▶ **EXERCISE**: Copy out all the entries exactly.

▶ **DATA SHOWN**:
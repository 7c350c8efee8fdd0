// ==========================================
// 生产管理系统 - Tauri 命令（按实体拆分）
// ==========================================
// 职责: Tauri 命令定义，连接前端与后端 API
// 命令名与前端通道一一对应（get-production-lines → get_production_lines）
// ==========================================

#![cfg(feature = "tauri-app")]

mod common;
mod planned_color;
mod production_line;
mod special_engine;
mod special_info;
mod user;

pub use planned_color::*;
pub use production_line::*;
pub use special_engine::*;
pub use special_info::*;
pub use user::*;
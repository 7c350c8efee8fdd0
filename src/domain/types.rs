// ==========================================
// 生产管理系统 - 领域类型定义
// ==========================================
// 枚举值与数据库 CHECK 约束保持一致
// ==========================================

use rusqlite::types::{FromSql, FromSqlError, FromSqlResult, ToSql, ToSqlOutput, ValueRef};
use serde::{Deserialize, Serialize};
use std::fmt;

use crate::i18n::{t, t_or};

// ==========================================
// 生产线类型 (Line Type)
// ==========================================
// 数据库存储值: 车身 / 涂装 / 总装
#[derive(Debug, Clone, Copy, PartialEq, Eq, Hash, Serialize, Deserialize)]
pub enum LineType {
    #[serde(rename = "车身")]
    Body, // 车身
    #[serde(rename = "涂装")]
    Paint, // 涂装
    #[serde(rename = "总装")]
    FinalAssembly, // 总装
}

impl LineType {
    pub const ALL: [LineType; 3] = [LineType::Body, LineType::Paint, LineType::FinalAssembly];

    pub fn to_db_str(&self) -> &'static str {
        match self {
            LineType::Body => "车身",
            LineType::Paint => "涂装",
            LineType::FinalAssembly => "总装",
        }
    }

    pub fn from_db_str(s: &str) -> Option<Self> {
        match s.trim() {
            "车身" => Some(LineType::Body),
            "涂装" => Some(LineType::Paint),
            "总装" => Some(LineType::FinalAssembly),
            _ => None,
        }
    }
}

impl fmt::Display for LineType {
    fn fmt(&self, f: &mut fmt::Formatter<'_>) -> fmt::Result {
        write!(f, "{}", self.to_db_str())
    }
}

impl ToSql for LineType {
    fn to_sql(&self) -> rusqlite::Result<ToSqlOutput<'_>> {
        Ok(ToSqlOutput::from(self.to_db_str()))
    }
}

impl FromSql for LineType {
    fn column_result(value: ValueRef<'_>) -> FromSqlResult<Self> {
        let s = value.as_str()?;
        LineType::from_db_str(s).ok_or(FromSqlError::InvalidType)
    }
}

// ==========================================
// 特殊信息代码类型 (Code Type)
// ==========================================
#[derive(Debug, Clone, Copy, PartialEq, Eq, Hash, Serialize, Deserialize)]
pub enum CodeType {
    WhiteBodyCode, // 白车身码（存储时转大写）
    ColorCode,     // 颜色码（原样存储）
}

impl CodeType {
    pub fn to_db_str(&self) -> &'static str {
        match self {
            CodeType::WhiteBodyCode => "WhiteBodyCode",
            CodeType::ColorCode => "ColorCode",
        }
    }

    pub fn from_db_str(s: &str) -> Option<Self> {
        match s.trim() {
            "WhiteBodyCode" => Some(CodeType::WhiteBodyCode),
            "ColorCode" => Some(CodeType::ColorCode),
            _ => None,
        }
    }

    /// 按代码类型规范化代码值
    pub fn normalize_value(&self, value: &str) -> String {
        match self {
            CodeType::WhiteBodyCode => value.to_uppercase(),
            CodeType::ColorCode => value.to_string(),
        }
    }

    /// 面向用户的名称（白车身码 / 颜色码）
    pub fn label(&self) -> String {
        t(&format!("code_type.{}", self.to_db_str()))
    }
}

impl fmt::Display for CodeType {
    fn fmt(&self, f: &mut fmt::Formatter<'_>) -> fmt::Result {
        write!(f, "{}", self.to_db_str())
    }
}

impl ToSql for CodeType {
    fn to_sql(&self) -> rusqlite::Result<ToSqlOutput<'_>> {
        Ok(ToSqlOutput::from(self.to_db_str()))
    }
}

impl FromSql for CodeType {
    fn column_result(value: ValueRef<'_>) -> FromSqlResult<Self> {
        let s = value.as_str()?;
        CodeType::from_db_str(s).ok_or(FromSqlError::InvalidType)
    }
}

// ==========================================
// 实体种类 (Entity)
// ==========================================
// 用于错误信息中标明出错的实体
#[derive(Debug, Clone, Copy, PartialEq, Eq, Hash, Serialize, Deserialize)]
#[serde(rename_all = "snake_case")]
pub enum Entity {
    ProductionLine,
    SpecialInfo,
    SpecialEngine,
    PlannedColor,
}

impl Entity {
    pub fn table(&self) -> &'static str {
        match self {
            Entity::ProductionLine => "production_lines",
            Entity::SpecialInfo => "production_line_special_info",
            Entity::SpecialEngine => "special_engines",
            Entity::PlannedColor => "planned_colors",
        }
    }

    pub fn key(&self) -> &'static str {
        match self {
            Entity::ProductionLine => "production_line",
            Entity::SpecialInfo => "special_info",
            Entity::SpecialEngine => "special_engine",
            Entity::PlannedColor => "planned_color",
        }
    }

    pub fn label(&self) -> String {
        t(&format!("entity.{}", self.key()))
    }
}

impl fmt::Display for Entity {
    fn fmt(&self, f: &mut fmt::Formatter<'_>) -> fmt::Result {
        write!(f, "{}", self.key())
    }
}

/// 字段的用户可读名称（缺少翻译时退回列名）
pub fn field_label(column: &str) -> String {
    t_or(&format!("field.{}", column), column)
}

▶ **ANSWER BELOW**:
repository 7c350c8efee8fdd0
// ==========================================
// 生产管理系统 - Tauri 命令（按实体拆分）
// ==========================================
// 职责: Tauri 命令定义，连接前端与后端 API
// 命令名与前端通道一一对应（get-production-lines → get_production_lines）
// ==========================================

#![cfg(feature = "tauri-app")]

mod common;
mod planned_color;
mod production_line;
mod special_engine;
mod special_info;
mod user;

pub use planned_color::*;
pub use production_line::*;
pub use special_engine::*;
pub use special_info::*;
pub use user::*;
repository 7c350c8efee8fdd0
filename src/domain/types.rs
// ==========================================
// 生产管理系统 - 领域类型定义
// ==========================================
// 枚举值与数据库 CHECK 约束保持一致
// ==========================================

use rusqlite::types::{FromSql, FromSqlError, FromSqlResult, ToSql, ToSqlOutput, ValueRef};
use serde::{Deserialize, Serialize};
use std::fmt;

use crate::i18n::{t, t_or};

// ==========================================
// 生产线类型 (Line Type)
// ==========================================
// 数据库存储值: 车身 / 涂装 / 总装
#[derive(Debug, Clone, Copy, PartialEq, Eq, Hash, Serialize, Deserialize)]
pub enum LineType {
    #[serde(rename = "车身")]
    Body, // 车身
    #[serde(rename = "涂装")]
    Paint, // 涂装
    #[serde(rename = "总装")]
    FinalAssembly, // 总装
}

impl LineType {
    pub const ALL: [LineType; 3] = [LineType::Body, LineType::Paint, LineType::FinalAssembly];

    pub fn to_db_str(&self) -> &'static str {
        match self {
            LineType::Body => "车身",
            LineType::Paint => "涂装",
            LineType::FinalAssembly => "总装",
        }
    }

    pub fn from_db_str(s: &str) -> Option<Self> {
        match s.trim() {
            "车身" => Some(LineType::Body),
            "涂装" => Some(LineType::Paint),
            "总装" => Some(LineType::FinalAssembly),
            _ => None,
        }
    }
}

impl fmt::Display for LineType {
    fn fmt(&self, f: &mut fmt::Formatter<'_>) -> fmt::Result {
        write!(f, "{}", self.to_db_str())
    }
}

impl ToSql for LineType {
    fn to_sql(&self) -> rusqlite::Result<ToSqlOutput<'_>> {
        Ok(ToSqlOutput::from(self.to_db_str()))
    }
}

impl FromSql for LineType {
    fn column_result(value: ValueRef<'_>) -> FromSqlResult<Self> {
        let s = value.as_str()?;
        LineType::from_db_str(s).ok_or(FromSqlError::InvalidType)
    }
}

// ==========================================
// 特殊信息代码类型 (Code Type)
// ==========================================
#[derive(Debug, Clone, Copy, PartialEq, Eq, Hash, Serialize, Deserialize)]
pub enum CodeType {
    WhiteBodyCode, // 白车身码（存储时转大写）
    ColorCode,     // 颜色码（原样存储）
}

impl CodeType {
    pub fn to_db_str(&self) -> &'static str {
        match self {
            CodeType::WhiteBodyCode => "WhiteBodyCode",
            CodeType::ColorCode => "ColorCode",
        }
    }

    pub fn from_db_str(s: &str) -> Option<Self> {
        match s.trim() {
            "WhiteBodyCode" => Some(CodeType::WhiteBodyCode),
            "ColorCode" => Some(CodeType::ColorCode),
            _ => None,
        }
    }

    /// 按代码类型规范化代码值
    pub fn normalize_value(&self, value: &str) -> String {
        match self {
            CodeType::WhiteBodyCode => value.to_uppercase(),
            CodeType::ColorCode => value.to_string(),
        }
    }

    /// 面向用户的名称（白车身码 / 颜色码）
    pub fn label(&self) -> String {
        t(&format!("code_type.{}", self.to_db_str()))
    }
}

impl fmt::Display for CodeType {
    fn fmt(&self, f: &mut fmt::Formatter<'_>) -> fmt::Result {
        write!(f, "{}", self.to_db_str())
    }
}

impl ToSql for CodeType {
    fn to_sql(&self) -> rusqlite::Result<ToSqlOutput<'_>> {
        Ok(ToSqlOutput::from(self.to_db_str()))
    }
}

impl FromSql for CodeType {
    fn column_result(value: ValueRef<'_>) -> FromSqlResult<Self> {
        let s = value.as_str()?;
        CodeType::from_db_str(s).ok_or(FromSqlError::InvalidType)
    }
}

// ==========================================
// 实体种类 (Entity)
// ==========================================
// 用于错误信息中标明出错的实体
#[derive(Debug, Clone, Copy, PartialEq, Eq, Hash, Serialize, Deserialize)]
#[serde(rename_all = "snake_case")]
pub enum Entity {
    ProductionLine,
    SpecialInfo,
    SpecialEngine,
    PlannedColor,
}

impl Entity {
    pub fn table(&self) -> &'static str {
        match self {
            Entity::ProductionLine => "production_lines",
            Entity::SpecialInfo => "production_line_special_info",
            Entity::SpecialEngine => "special_engines",
            Entity::PlannedColor => "planned_colors",
        }
    }

    pub fn key(&self) -> &'static str {
        match self {
            Entity::ProductionLine => "production_line",
            Entity::SpecialInfo => "special_info",
            Entity::SpecialEngine => "special_engine",
            Entity::PlannedColor => "planned_color",
        }
    }

    pub fn label(&self) -> String {
        t(&format!("entity.{}", self.key()))
    }
}

impl fmt::Display for Entity {
    fn fmt(&self, f: &mut fmt::Formatter<'_>) -> fmt::Result {
        write!(f, "{}", self.key())
    }
}

/// 字段的用户可读名称（缺少翻译时退回列名）
pub fn field_label(column: &str) -> String {
    t_or(&format!("field.{}", column), column)
}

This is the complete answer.